_What to produce_: Restate each entry shown beneath this instruction, keeping its wording intact.

_Collected data entries_:
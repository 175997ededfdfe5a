use actix_web::{web, HttpResponse};
use serde::{Deserialize, Serialize};
use utoipa::ToSchema;
use uuid::Uuid;

use crate::application::order_service::OrderService;
use crate::auth::AuthenticatedAdmin;
use crate::domain::order::OrderStatus;
use crate::domain::ports::OrderRepository;
use crate::errors::{AppError, ErrorBody};
use crate::handlers::orders::{ListOrdersParams, ListOrdersResponse, OrderResponse};

#[derive(Debug, Deserialize, ToSchema)]
pub struct UpdateStatusRequest {
    /// One of `pending`, `accepted`, `rejected`, `ontheway`, `finished`.
    pub status: String,
}

#[derive(Debug, Serialize, Deserialize, ToSchema)]
pub struct UpdateStatusResponse {
    pub order_id: Uuid,
    pub status: String,
}

/// GET /admin/orders
///
/// Every order in the marketplace, newest first.
#[utoipa::path(
    get,
    path = "/admin/orders",
    params(ListOrdersParams),
    responses(
        (status = 200, description = "Paginated list of orders", body = ListOrdersResponse),
        (status = 403, description = "Admin role required", body = ErrorBody),
    ),
    security(("bearer_auth" = [])),
    tag = "admin"
)]
pub async fn list_all_orders<R: OrderRepository>(
    service: web::Data<OrderService<R>>,
    admin: AuthenticatedAdmin,
    query: web::Query<ListOrdersParams>,
) -> Result<HttpResponse, AppError> {
    let params = query.into_inner();
    let (page, limit) = (params.page, params.limit);
    log::debug!("Admin {} listing orders (page {})", admin.0, page);

    let result = web::block(move || service.list_all_orders(page, limit))
        .await
        .map_err(|e| AppError::Internal(e.to_string()))??;

    Ok(HttpResponse::Ok().json(ListOrdersResponse::from_result(result, &params)))
}

/// GET /admin/orders/{id}
///
/// Any buyer's order together with its items.
#[utoipa::path(
    get,
    path = "/admin/orders/{id}",
    params(
        ("id" = Uuid, Path, description = "Order UUID"),
    ),
    responses(
        (status = 200, description = "Order found", body = OrderResponse),
        (status = 403, description = "Admin role required", body = ErrorBody),
        (status = 404, description = "Order not found", body = ErrorBody),
    ),
    security(("bearer_auth" = [])),
    tag = "admin"
)]
pub async fn get_order_detail<R: OrderRepository>(
    service: web::Data<OrderService<R>>,
    _admin: AuthenticatedAdmin,
    path: web::Path<Uuid>,
) -> Result<HttpResponse, AppError> {
    let order_id = path.into_inner();

    let order = web::block(move || service.order_detail(order_id))
        .await
        .map_err(|e| AppError::Internal(e.to_string()))??;

    Ok(HttpResponse::Ok().json(OrderResponse::from(order)))
}

/// PUT /admin/orders/{id}/status
#[utoipa::path(
    put,
    path = "/admin/orders/{id}/status",
    params(
        ("id" = Uuid, Path, description = "Order UUID"),
    ),
    request_body = UpdateStatusRequest,
    responses(
        (status = 200, description = "Status updated", body = UpdateStatusResponse),
        (status = 400, description = "Unknown status", body = ErrorBody),
        (status = 404, description = "Order not found", body = ErrorBody),
        (status = 409, description = "Transition not allowed", body = ErrorBody),
    ),
    security(("bearer_auth" = [])),
    tag = "admin"
)]
pub async fn update_order_status<R: OrderRepository>(
    service: web::Data<OrderService<R>>,
    _admin: AuthenticatedAdmin,
    path: web::Path<Uuid>,
    body: web::Json<UpdateStatusRequest>,
) -> Result<HttpResponse, AppError> {
    let order_id = path.into_inner();
    let next: OrderStatus = body.status.parse().map_err(AppError::BadRequest)?;

    let status = web::block(move || service.update_order_status(order_id, next))
        .await
        .map_err(|e| AppError::Internal(e.to_string()))??;

    Ok(HttpResponse::Ok().json(UpdateStatusResponse {
        order_id,
        status: status.to_string(),
    }))
}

_Answer to this task_:
repository 175997ededfdfe5a
use actix_web::{web, HttpResponse};
use serde::{Deserialize, Serialize};
use utoipa::ToSchema;
use uuid::Uuid;

use crate::application::order_service::OrderService;
use crate::auth::AuthenticatedAdmin;
use crate::domain::order::OrderStatus;
use crate::domain::ports::OrderRepository;
use crate::errors::{AppError, ErrorBody};
use crate::handlers::orders::{ListOrdersParams, ListOrdersResponse, OrderResponse};

#[derive(Debug, Deserialize, ToSchema)]
pub struct UpdateStatusRequest {
    /// One of `pending`, `accepted`, `rejected`, `ontheway`, `finished`.
    pub status: String,
}

#[derive(Debug, Serialize, Deserialize, ToSchema)]
pub struct UpdateStatusResponse {
    pub order_id: Uuid,
    pub status: String,
}

/// GET /admin/orders
///
/// Every order in the marketplace, newest first.
#[utoipa::path(
    get,
    path = "/admin/orders",
    params(ListOrdersParams),
    responses(
        (status = 200, description = "Paginated list of orders", body = ListOrdersResponse),
        (status = 403, description = "Admin role required", body = ErrorBody),
    ),
    security(("bearer_auth" = [])),
    tag = "admin"
)]
pub async fn list_all_orders<R: OrderRepository>(
    service: web::Data<OrderService<R>>,
    admin: AuthenticatedAdmin,
    query: web::Query<ListOrdersParams>,
) -> Result<HttpResponse, AppError> {
    let params = query.into_inner();
    let (page, limit) = (params.page, params.limit);
    log::debug!("Admin {} listing orders (page {})", admin.0, page);

    let result = web::block(move || service.list_all_orders(page, limit))
        .await
        .map_err(|e| AppError::Internal(e.to_string()))??;

    Ok(HttpResponse::Ok().json(ListOrdersResponse::from_result(result, &params)))
}

/// GET /admin/orders/{id}
///
/// Any buyer's order together with its items.
#[utoipa::path(
    get,
    path = "/admin/orders/{id}",
    params(
        ("id" = Uuid, Path, description = "Order UUID"),
    ),
    responses(
        (status = 200, description = "Order found", body = OrderResponse),
        (status = 403, description = "Admin role required", body = ErrorBody),
        (status = 404, description = "Order not found", body = ErrorBody),
    ),
    security(("bearer_auth" = [])),
    tag = "admin"
)]
pub async fn get_order_detail<R: OrderRepository>(
    service: web::Data<OrderService<R>>,
    _admin: AuthenticatedAdmin,
    path: web::Path<Uuid>,
) -> Result<HttpResponse, AppError> {
    let order_id = path.into_inner();

    let order = web::block(move || service.order_detail(order_id))
        .await
        .map_err(|e| AppError::Internal(e.to_string()))??;

    Ok(HttpResponse::Ok().json(OrderResponse::from(order)))
}

/// PUT /admin/orders/{id}/status
#[utoipa::path(
    put,
    path = "/admin/orders/{id}/status",
    params(
        ("id" = Uuid, Path, description = "Order UUID"),
    ),
    request_body = UpdateStatusRequest,
    responses(
        (status = 200, description = "Status updated", body = UpdateStatusResponse),
        (status = 400, description = "Unknown status", body = ErrorBody),
        (status = 404, description = "Order not found", body = ErrorBody),
        (status = 409, description = "Transition not allowed", body = ErrorBody),
    ),
    security(("bearer_auth" = [])),
    tag = "admin"
)]
pub async fn update_order_status<R: OrderRepository>(
    service: web::Data<OrderService<R>>,
    _admin: AuthenticatedAdmin,
    path: web::Path<Uuid>,
    body: web::Json<UpdateStatusRequest>,
) -> Result<HttpResponse, AppError> {
    let order_id = path.into_inner();
    let next: OrderStatus = body.status.parse().map_err(AppError::BadRequest)?;

    let status = web::block(move || service.update_order_status(order_id, next))
        .await
        .map_err(|e| AppError::Internal(e.to_string()))??;

    Ok(HttpResponse::Ok().json(UpdateStatusResponse {
        order_id,
        status: status.to_string(),
    }))
}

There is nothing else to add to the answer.